> _Work task_
Find and copy each line in the material below where the string "core" occurs.
Top of Record extracts
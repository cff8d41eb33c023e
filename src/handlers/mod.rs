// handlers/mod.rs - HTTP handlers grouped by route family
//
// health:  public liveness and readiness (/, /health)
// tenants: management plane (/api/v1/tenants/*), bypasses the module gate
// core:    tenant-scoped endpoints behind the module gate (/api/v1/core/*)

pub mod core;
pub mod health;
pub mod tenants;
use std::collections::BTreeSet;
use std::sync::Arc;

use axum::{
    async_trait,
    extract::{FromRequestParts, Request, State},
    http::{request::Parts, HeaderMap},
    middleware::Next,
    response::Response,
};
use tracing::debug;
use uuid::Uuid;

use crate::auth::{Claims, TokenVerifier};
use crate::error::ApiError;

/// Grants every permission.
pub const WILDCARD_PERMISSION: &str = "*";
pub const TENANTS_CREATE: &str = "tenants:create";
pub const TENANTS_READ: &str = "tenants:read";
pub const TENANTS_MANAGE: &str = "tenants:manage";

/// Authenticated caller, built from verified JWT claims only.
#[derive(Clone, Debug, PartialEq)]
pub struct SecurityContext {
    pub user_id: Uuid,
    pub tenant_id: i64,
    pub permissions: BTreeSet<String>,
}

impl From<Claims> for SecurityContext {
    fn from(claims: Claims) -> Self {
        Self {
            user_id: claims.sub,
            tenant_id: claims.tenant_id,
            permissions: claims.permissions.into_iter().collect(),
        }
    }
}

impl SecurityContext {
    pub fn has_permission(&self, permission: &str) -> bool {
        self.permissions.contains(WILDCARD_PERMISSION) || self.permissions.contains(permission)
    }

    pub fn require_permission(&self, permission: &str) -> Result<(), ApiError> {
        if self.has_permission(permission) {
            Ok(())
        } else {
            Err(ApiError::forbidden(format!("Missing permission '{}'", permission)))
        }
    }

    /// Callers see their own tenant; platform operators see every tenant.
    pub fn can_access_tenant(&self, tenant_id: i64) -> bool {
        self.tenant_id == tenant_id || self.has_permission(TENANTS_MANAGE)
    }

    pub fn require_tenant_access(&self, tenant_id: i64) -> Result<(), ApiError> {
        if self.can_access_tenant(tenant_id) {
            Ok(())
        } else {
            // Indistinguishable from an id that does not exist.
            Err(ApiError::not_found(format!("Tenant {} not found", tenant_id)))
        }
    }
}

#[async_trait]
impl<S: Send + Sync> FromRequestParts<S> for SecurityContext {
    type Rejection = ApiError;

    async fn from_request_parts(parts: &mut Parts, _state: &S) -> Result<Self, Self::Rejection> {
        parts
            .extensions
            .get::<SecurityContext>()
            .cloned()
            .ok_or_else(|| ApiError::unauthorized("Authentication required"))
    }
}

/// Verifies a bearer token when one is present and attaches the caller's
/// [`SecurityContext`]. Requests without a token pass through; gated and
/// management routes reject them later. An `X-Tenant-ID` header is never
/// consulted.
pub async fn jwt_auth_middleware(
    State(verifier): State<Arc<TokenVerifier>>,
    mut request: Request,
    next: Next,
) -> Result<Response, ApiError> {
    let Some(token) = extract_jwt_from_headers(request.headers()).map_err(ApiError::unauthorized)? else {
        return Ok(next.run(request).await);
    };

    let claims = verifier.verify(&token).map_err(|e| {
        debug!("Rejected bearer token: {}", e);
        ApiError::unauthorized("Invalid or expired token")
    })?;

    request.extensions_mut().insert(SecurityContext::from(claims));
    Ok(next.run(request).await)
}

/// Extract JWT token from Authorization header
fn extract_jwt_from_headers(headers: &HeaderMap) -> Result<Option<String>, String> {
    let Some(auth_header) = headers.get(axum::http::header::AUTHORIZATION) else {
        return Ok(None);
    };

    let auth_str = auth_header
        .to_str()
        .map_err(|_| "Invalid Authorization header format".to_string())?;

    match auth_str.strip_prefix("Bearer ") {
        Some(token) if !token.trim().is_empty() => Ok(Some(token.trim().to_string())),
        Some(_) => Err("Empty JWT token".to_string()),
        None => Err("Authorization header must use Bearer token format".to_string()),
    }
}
Bottom of Record extracts
> _Task answer_
// core:    tenant-scoped endpoints behind the module gate (/api/v1/core/*)
pub mod core;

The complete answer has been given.